My only problem is this: What if that is wrong? We all go to "hell". If it is right, we can live our lives on the EDGE of [insert religion here], still getting into "heaven" but still being an all around good person.
We could all be wrong about every theological point ever advanced.
Think about this:
How many different religions are there? Possibly thousands throughout human history.
Do they all agree on the nature of God? No.
Can any one person from any one religion present any facts to confirm for us what god or gods exist? No.
Can we know even one specific thing about any particular god? No.
Can we know that any particular god cares about us and truly wants us to live in some sort of paradise with this god? No.
We can believe all manner of things about gods, but we can know nothing about gods, as gods -- if they exist -- appear to exist in realms to which we have no access. We can't study deities. We can only study what people believe about deities.
Because we don't know anything about deities, I must assume we're all wrong in what we might believe the nature of deities to be, if deities exist. What we think we know is speculation.
If I'm wrong, and if the Christian view of God is correct, then I'm headed for hell after I die, as are all people who aren't true Christians. If I'm wrong, and the Muslim view of God is correct, then I'm headed for hell after I die, and so is everyone else who isn't a true Muslim, and that includes Christians. If I'm wrong, and the ancient Egyptian view of death is correct, then anyone who hasn't been provided what we call the Egyptian Book of the Dead is doomed, and that includes Christians and Muslims whose tombs don't include a copy of the Book of the Dead to allow them to negotiate the underworld.
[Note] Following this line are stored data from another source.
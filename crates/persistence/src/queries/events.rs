// Copyright (C) 2026 Fred Clausen
// Use of this source code is governed by an MIT-style
// license that can be found in the LICENSE file or at
// https://opensource.org/licenses/MIT.

use admit_domain::Event;
use diesel::prelude::*;
use diesel::SqliteConnection;
use tracing::debug;

use crate::data_models::EventRow;
use crate::diesel_schema::events;
use crate::error::PersistenceError;

/// Retrieves an event by id.
///
/// # Errors
///
/// Returns an error if the query fails or the row cannot be converted.
/// Returns `Ok(None)` if the event does not exist.
pub fn find_event(
    conn: &mut SqliteConnection,
    event_id: i64,
) -> Result<Option<Event>, PersistenceError> {
    debug!(event_id, "Looking up event");

    events::table
        .filter(events::event_id.eq(event_id))
        .select(EventRow::as_select())
        .first(conn)
        .optional()?
        .map(EventRow::into_event)
        .transpose()
}

/// Lists every event ordered by id.
///
/// # Errors
///
/// Returns an error if the query fails or a row cannot be converted.
pub fn list_events(conn: &mut SqliteConnection) -> Result<Vec<Event>, PersistenceError> {
    events::table
        .order(events::event_id.asc())
        .select(EventRow::as_select())
        .load(conn)?
        .into_iter()
        .map(EventRow::into_event)
        .collect()
}
// Copyright (C) 2026 Fred Clausen
// Use of this source code is governed by an MIT-style
// license that can be found in the LICENSE file or at
// https://opensource.org/licenses/MIT.

#![deny(
    clippy::pedantic,
    clippy::cargo,
    clippy::nursery,
    clippy::style,
    clippy::correctness,
    clippy::all,
    clippy::suspicious,
    clippy::complexity,
    clippy::perf,
    clippy::unwrap_used,
    clippy::expect_used
)]

mod config;
mod deadline;
mod engine;
mod error;
mod events;
mod issuance;
mod lifecycle;
mod memory;
mod repository;
mod scan;

#[cfg(test)]
mod tests;

pub use config::{
    DEFAULT_MAX_BATCH_SIZE, DEFAULT_MAX_IDENTIFIER_ATTEMPTS, DEFAULT_REQUEST_TIMEOUT,
    EngineConfig,
};
pub use deadline::Deadline;
pub use engine::TicketEngine;
pub use error::CoreError;
pub use events::EventAdministrator;
pub use issuance::{IssuanceBatch, IssuanceCoordinator};
pub use lifecycle::{CancelOutcome, ConfirmOutcome, LifecycleManager, TransitionOutcome};
pub use memory::InMemoryTicketRepository;
pub use repository::{
    CapacityOutcome, CompareAndSet, CreateOutcome, RepositoryError, ReserveOutcome,
    StatusChange, StatusTransitionRecord, TicketRepository,
};
pub use scan::{RejectionReason, ScanValidator, ValidationOutcome};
Do you see where I'm going? I can't live my life as if one or another religious tradition is the one to follow on pain of eternal torture. There's no way to know which religious tradition is the right one to follow. If there is a god who knows what's in my heart, then that god knows I accept that god's existence as long as I don't have to do it on speculation.
If a god needs my praise, then that god has it, if that god created our universe. What a magnificent and mysterious place, our universe. And what a magnificent act of creation it is to have made it possible for planets to form and life to emerge and diversify, all by seemingly natural forces. I can do nothing but praise a god with that kind of power and apparent foresight. But does that mean that god has prepared a place of eternal paradise for me and anyone else who simply believes in that god, or a place of torture for those who don't -- based on the theological precepts generated by a small group of very culture-conscious people who lived on our atom-sized planet a few thousand years before I was born? It seems to me a vanishingly trivial thing that such a Creator would need our praise and belief in him/her and would punish us for not believing he/she exists based on the ideas of what can only be described as an obscure group of humans on an obscure planet in an obscure galaxy in a universe so vast as to defy imagination.
The question "what if we're wrong" has no answer, because no matter how we address the question, we can't know the answer. The question plays on our fears because we've been exposed to the idea of heaven and hell, and eternal torture scares us. We'd rather be in heaven, if descriptions of hell are accurate. But why should the ancient Jewish and Christian ideas of eternal paradise or torture mean anything to us? They're just some of many ideas about what awaits us humans after we die. But no one knows what awaits us, if anything at all. It's unreasonable to live our lives trying to answer the question "what if we're wrong?", because we're probably all wrong no matter what we think.